Qualquer um pode viajar, menos o brasileiro. O inglês pode ir para a China e jamais será mandarim. Do mesmo modo, a inglesa. Uma inglesa, em Tóquio, não será jamais uma madame Butterfly. E assim o francês, ou o alemão, ou a alemã. Ao passo que o brasileiro, a partir do Méier, começa a usar os sotaques do seu itinerário turístico. E, por vezes, não é preciso nem a viagem. Basta um telegrama.

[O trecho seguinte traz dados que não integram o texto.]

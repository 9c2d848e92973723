use axum::{
    async_trait,
    extract::{rejection::JsonRejection, FromRequest, FromRequestParts, Request},
    http::request::Parts,
    Json,
};

use super::repo_types::User;
use crate::error::AuthError;

/// The authenticated user, placed in request extensions by
/// [`super::middleware::require`].
#[derive(Debug, Clone)]
pub struct AuthUser(pub User);

#[async_trait]
impl<S> FromRequestParts<S> for AuthUser
where
    S: Send + Sync,
{
    type Rejection = AuthError;

    async fn from_request_parts(parts: &mut Parts, _state: &S) -> Result<Self, Self::Rejection> {
        // Only reachable without the guard layer through a routing mistake.
        parts
            .extensions
            .get::<AuthUser>()
            .cloned()
            .ok_or(AuthError::MissingCredentials)
    }
}

/// `Json<T>` whose rejection is a `{ "message": .. }` 400.
pub struct ApiJson<T>(pub T);

#[async_trait]
impl<S, T> FromRequest<S> for ApiJson<T>
where
    Json<T>: FromRequest<S, Rejection = JsonRejection>,
    S: Send + Sync,
{
    type Rejection = AuthError;

    async fn from_request(req: Request, state: &S) -> Result<Self, Self::Rejection> {
        match Json::<T>::from_request(req, state).await {
            Ok(Json(value)) => Ok(ApiJson(value)),
            Err(rejection) => Err(AuthError::Validation(rejection.body_text())),
        }
    }
}
use axum::{
    extract::{Path, State},
    middleware::from_fn_with_state,
    routing::{get, post},
    Json, Router,
};
use serde::Serialize;
use tracing::{info, instrument, warn};

use crate::{
    auth::{
        dto::MessageResponse,
        extractors::AuthUser,
        guards::AccessPolicy,
        middleware::{require, PolicyState},
        repo_types::{Role, User, UserUpdate},
    },
    error::AuthError,
    state::AppState,
};

#[derive(Debug, Serialize)]
pub struct PendingSuppliers {
    pub suppliers: Vec<User>,
}

#[derive(Debug, Serialize)]
pub struct SupplierApproved {
    pub message: &'static str,
    pub supplier: User,
}

#[derive(Debug, Serialize)]
pub struct UserDeactivated {
    pub message: &'static str,
    pub user: User,
}

/// Every route here requires an active admin.
pub fn admin_routes(state: &AppState) -> Router<AppState> {
    Router::new()
        .route("/admin/pending-suppliers", get(pending_suppliers))
        .route("/admin/approve-supplier/:id", post(approve_supplier))
        .route("/admin/deactivate-user/:id", post(deactivate_user))
        .route("/admin/revoke-tokens/:id", post(revoke_tokens))
        .route_layer(from_fn_with_state(
            PolicyState::new(state, AccessPolicy::admin()),
            require,
        ))
}

fn parse_user_id(raw: &str) -> Result<i64, AuthError> {
    raw.parse::<i64>()
        .map_err(|_| AuthError::Validation("Invalid user ID".into()))
}

#[instrument(skip_all)]
pub async fn pending_suppliers(
    State(state): State<AppState>,
) -> Result<Json<PendingSuppliers>, AuthError> {
    let suppliers = state.users.list_pending_suppliers().await?;
    Ok(Json(PendingSuppliers { suppliers }))
}

#[instrument(skip(state, admin))]
pub async fn approve_supplier(
    State(state): State<AppState>,
    AuthUser(admin): AuthUser,
    Path(id): Path<String>,
) -> Result<Json<SupplierApproved>, AuthError> {
    let id = parse_user_id(&id)?;
    let target = state
        .users
        .get_user_by_id(id)
        .await?
        .ok_or(AuthError::NotFound("User"))?;
    if target.role != Role::Supplier {
        warn!(user_id = id, role = %target.role, "approve on non-supplier");
        return Err(AuthError::Validation("User is not a supplier".into()));
    }

    let supplier = state
        .users
        .update_user(
            id,
            UserUpdate {
                is_approved: Some(true),
                approved_by: Some(admin.id),
                ..Default::default()
            },
        )
        .await?
        .ok_or(AuthError::NotFound("User"))?;

    info!(user_id = id, admin_id = admin.id, "supplier approved");
    Ok(Json(SupplierApproved {
        message: "Supplier approved successfully",
        supplier,
    }))
}

#[instrument(skip(state, admin))]
pub async fn deactivate_user(
    State(state): State<AppState>,
    AuthUser(admin): AuthUser,
    Path(id): Path<String>,
) -> Result<Json<UserDeactivated>, AuthError> {
    let id = parse_user_id(&id)?;
    let user = state
        .users
        .update_user(
            id,
            UserUpdate {
                is_active: Some(false),
                ..Default::default()
            },
        )
        .await?
        .ok_or(AuthError::NotFound("User"))?;

    info!(user_id = id, admin_id = admin.id, "user deactivated");
    Ok(Json(UserDeactivated {
        message: "User deactivated successfully",
        user,
    }))
}

#[instrument(skip(state, admin))]
pub async fn revoke_tokens(
    State(state): State<AppState>,
    AuthUser(admin): AuthUser,
    Path(id): Path<String>,
) -> Result<Json<MessageResponse>, AuthError> {
    let id = parse_user_id(&id)?;
    state.tokens.revoke(id).await?;
    info!(user_id = id, admin_id = admin.id, "tokens revoked by admin");
    Ok(Json(MessageResponse {
        message: "User tokens revoked",
    }))
}

#[cfg(test)]
mod tests {
    use super::*;

    #[test]
    fn user_id_must_be_an_integer() {
        assert_eq!(parse_user_id("42").unwrap(), 42);
        assert!(matches!(parse_user_id("abc"), Err(AuthError::Validation(_))));
    }
}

Recentemente, os estudantes franceses fizeram uma singular revolução francesa. Tudo consistia em arrancar paralelepípedos e virar carros. Foi talvez a primeira revolução feita sem uma única idéia. Os jovens arrancavam os paralelepípedos, viravam os carros e nada mais. Exatamente: — nada mais.
E houve um momento em que o poder ficou vago. A história pensou: — "Vem por aí um novo De Gaulle". E o velho De Gaulle não moveu uma palha, não tirou uma cadeira do lugar. O poder estava lá, nas alegres barbas da "jovem revolução" e repito: — o poder oferecia-se como um fruto maduro, próximo e indefeso. Bastava o simples gesto de colhê-lo. E ninguém fez esse gesto. Nem estudantes, nem socialistas, nem comunistas, nem intelectuais, nem operários. Ninguém.
Um conhecido meu abria os braços e perguntava: — "Mas como? Uma potência espiritual, como a França, não tinha ninguém?". Era a humilhante verdade: — ninguém. Ou por outra: — tinha o velho De Gaulle e só De Gaulle. E, portanto, foi o Herói que, com o seu tédio sardônico, ficou com o poder não possuído por ninguém.
Mas não era isso que eu queria dizer. O que eu queria dizer é que os nossos jovens se embebiam das notícias de Paris. Vejam vocês: — é possível, pelo telégrafo, mudar as nossas idéias, sentimentos, valores.
E, então, começou aqui uma efervescência feroz. Também carros virados. Ninguém arrancou os paralelepípedos, porque somos uma cidade asfaltada.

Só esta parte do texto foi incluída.